##### SOURCE DATA

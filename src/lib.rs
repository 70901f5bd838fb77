// jqlite - A jq-style JSON filter engine
// Copyright (c) 2025 jqlite contributors
// Licensed under the MIT License

//! # jqlite
//!
//! An embeddable engine for the jq filter language: text in, JSON text out.
//!
//! A filter is lexed, parsed and compiled once into a [`CompiledFilter`],
//! then run any number of times. Evaluation is lazy: every expression is a
//! generator, and outputs are computed only as far as the caller pulls them.
//!
//! ## Architecture
//!
//! - `lexer` - Tokenizer (filter text to tokens)
//! - `parser` - Pratt parser (tokens to AST)
//! - `ast` - Abstract Syntax Tree definitions
//! - `compiler` - Scope resolution and desugaring into the program IR
//! - `vm` - Program, lexical environment and the lazy output iterator
//! - `evaluator` - Generator semantics of every expression node
//! - `paths` - Path tracking for `path(f)`, assignment and `del`
//! - `functions` - The builtin table
//! - `format` - `@csv`, `@base64` and the other output formats
//! - `datetime` - Date and time builtins
//! - `value` - The JSON value model, ordering and serialization
//!
//! ## Example
//!
//! ```
//! use jqlite::{evaluate, FilterOptions, Output};
//!
//! let options = FilterOptions::default().with_all_outputs(true);
//! let out = evaluate(r#"{"a":[1,2,3]}"#, ".a[] | . * 2", &options).unwrap();
//! assert_eq!(out, Output::All(vec!["2".into(), "4".into(), "6".into()]));
//! ```

use serde::{Deserialize, Serialize};
use thiserror::Error;
use tracing::{debug, trace};

pub mod ast;
pub mod compiler;
pub mod evaluator;
pub mod lexer;
pub mod parser;
pub mod value;
pub mod vm;
mod datetime;
mod format;
mod functions;
mod paths;
mod utils;

pub use compiler::CompileError;
pub use evaluator::RuntimeError;
pub use value::{JValue, RenderStyle};
pub use vm::{Outputs, Program};

/// Options controlling how results are rendered and how many are returned.
///
/// Deserializable with every field optional, so a host can pass options as
/// JSON: `{"compact_output": false, "all_outputs": true}`.
#[derive(Debug, Clone, Copy, PartialEq, Eq, Serialize, Deserialize)]
#[serde(default)]
pub struct FilterOptions {
    /// Emit string results without quotes.
    pub raw_output: bool,
    /// Single-line output; `false` pretty-prints with a two-space indent.
    pub compact_output: bool,
    /// Emit object keys in sorted order.
    pub sort_keys: bool,
    /// Return every output instead of only the first.
    #[serde(alias = "multiple_outputs")]
    pub all_outputs: bool,
}

impl Default for FilterOptions {
    fn default() -> Self {
        FilterOptions {
            raw_output: false,
            compact_output: true,
            sort_keys: false,
            all_outputs: false,
        }
    }
}

impl FilterOptions {
    pub fn with_raw_output(mut self, raw_output: bool) -> Self {
        self.raw_output = raw_output;
        self
    }

    pub fn with_compact_output(mut self, compact_output: bool) -> Self {
        self.compact_output = compact_output;
        self
    }

    pub fn with_sort_keys(mut self, sort_keys: bool) -> Self {
        self.sort_keys = sort_keys;
        self
    }

    pub fn with_all_outputs(mut self, all_outputs: bool) -> Self {
        self.all_outputs = all_outputs;
        self
    }

    fn style(&self) -> RenderStyle {
        RenderStyle {
            pretty: !self.compact_output,
            sort_keys: self.sort_keys,
            raw: self.raw_output,
        }
    }
}

/// Rendered results of one run.
#[derive(Debug, Clone, PartialEq, Eq)]
pub enum Output {
    /// The first output, or `null` if there was none.
    First(String),
    /// Every output, in order.
    All(Vec<String>),
}

/// Errors surfaced by [`evaluate`] and [`CompiledFilter::apply`].
#[derive(Error, Debug)]
pub enum Error {
    /// The input text is not valid JSON.
    #[error("invalid JSON input: {0}")]
    Parse(#[source] serde_json::Error),

    /// The filter failed to lex, parse or compile.
    #[error(transparent)]
    Compile(#[from] CompileError),

    /// Evaluation raised an uncaught error. `partial` holds the rendered
    /// outputs produced before it.
    #[error("{error}")]
    Runtime {
        error: RuntimeError,
        partial: Vec<String>,
    },

    /// A non-recoverable engine failure, never caused by the filter itself.
    #[error("internal error: {0}")]
    Internal(String),
}

/// A compiled filter, reusable across inputs and threads.
#[derive(Debug, Clone)]
pub struct CompiledFilter {
    program: Program,
    source: String,
}

impl CompiledFilter {
    /// Lex, parse and compile `source`.
    pub fn compile(source: &str) -> Result<CompiledFilter, CompileError> {
        let program = compiler::compile_str(source)?;
        debug!(
            filter_len = source.len(),
            constants = program.const_pool().len(),
            "compiled filter"
        );
        Ok(CompiledFilter {
            program,
            source: source.to_string(),
        })
    }

    /// The filter text this was compiled from.
    pub fn source(&self) -> &str {
        &self.source
    }

    pub fn program(&self) -> &Program {
        &self.program
    }

    /// Run on an already parsed value. Outputs are produced lazily.
    pub fn run(&self, input: JValue) -> Outputs<'_> {
        self.program.run(input)
    }

    /// Parse `json`, run the filter on it and render the results.
    pub fn apply(&self, json: &str, options: &FilterOptions) -> Result<Output, Error> {
        let input = JValue::from_json_str(json).map_err(Error::Parse)?;
        debug!(all_outputs = options.all_outputs, "running filter");
        let style = options.style();
        let render = |value: &JValue| -> Result<String, Error> {
            let text = value.render(style).map_err(|e| Error::Internal(e.to_string()))?;
            trace!(output = %text, "filter output");
            Ok(text)
        };

        let mut outputs = self.run(input);
        if !options.all_outputs {
            return match outputs.next() {
                Some(Ok(value)) => Ok(Output::First(render(&value)?)),
                Some(Err(error)) => Err(Error::Runtime {
                    error,
                    partial: Vec::new(),
                }),
                None => Ok(Output::First("null".to_string())),
            };
        }

        let mut rendered = Vec::new();
        for output in outputs {
            match output {
                Ok(value) => rendered.push(render(&value)?),
                Err(error) => {
                    return Err(Error::Runtime {
                        error,
                        partial: rendered,
                    })
                }
            }
        }
        Ok(Output::All(rendered))
    }
}

/// Compile `filter`, run it on the JSON text `json` and render the results.
///
/// The filter is compiled before the input is parsed, so a bad filter is
/// reported even when the input is also invalid.
pub fn evaluate(json: &str, filter: &str, options: &FilterOptions) -> Result<Output, Error> {
    CompiledFilter::compile(filter)?.apply(json, options)
}

/// Check that `filter` lexes, parses and compiles. No input is needed.
pub fn validate(filter: &str) -> Result<bool, CompileError> {
    CompiledFilter::compile(filter).map(|_| true)
}

#[cfg(test)]
mod tests {
    use super::*;

    fn assert_send_sync<T: Send + Sync>() {}

    #[test]
    fn test_compiled_filter_is_shareable() {
        assert_send_sync::<CompiledFilter>();
    }

    #[test]
    fn test_options_default() {
        let options = FilterOptions::default();
        assert!(options.compact_output);
        assert!(!options.all_outputs && !options.raw_output && !options.sort_keys);
    }

    #[test]
    fn test_options_from_json() {
        let options: FilterOptions = serde_json::from_str(r#"{"multiple_outputs": true, "raw_output": true}"#).unwrap();
        assert!(options.all_outputs && options.raw_output && options.compact_output);
    }

    #[test]
    fn test_first_only_without_outputs() {
        let out = evaluate("1", "empty", &FilterOptions::default()).unwrap();
        assert_eq!(out, Output::First("null".into()));
    }

    #[test]
    fn test_runtime_error_keeps_partial_outputs() {
        let options = FilterOptions::default().with_all_outputs(true);
        match evaluate("[1, \"a\", 2]", ".[] | . + 1", &options) {
            Err(Error::Runtime { error, partial }) => {
                assert_eq!(partial, vec!["2".to_string()]);
                assert_eq!(error.to_string(), "string (\"a\") and number (1) cannot be added");
            }
            other => panic!("expected runtime error, got {:?}", other),
        }
    }

    #[test]
    fn test_filter_checked_before_input() {
        assert!(matches!(
            evaluate("not json", ".[", &FilterOptions::default()),
            Err(Error::Compile(_))
        ));
        assert!(matches!(
            evaluate("not json", ".", &FilterOptions::default()),
            Err(Error::Parse(_))
        ));
    }

    #[test]
    fn test_validate() {
        assert!(validate(".a | map(. + 1)").unwrap());
        assert!(validate("nosuchfn(1)").is_err());
    }
}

##########

→ PROBLEM DETAILS
Print again the lines of the entries above that fall between the line holding "let input = JValue::from_json_str(json).map_err(Error::Parse)?;" and the line holding "let text = value.render(style).map_err(|e|", inclusive, exactly as they stand.

→ THE ANSWER
        let input = JValue::from_json_str(json).map_err(Error::Parse)?;
        debug!(all_outputs = options.all_outputs, "running filter");
        let style = options.style();
        let render = |value: &JValue| -> Result<String, Error> {
            let text = value.render(style).map_err(|e| Error::Internal(e.to_string()))?;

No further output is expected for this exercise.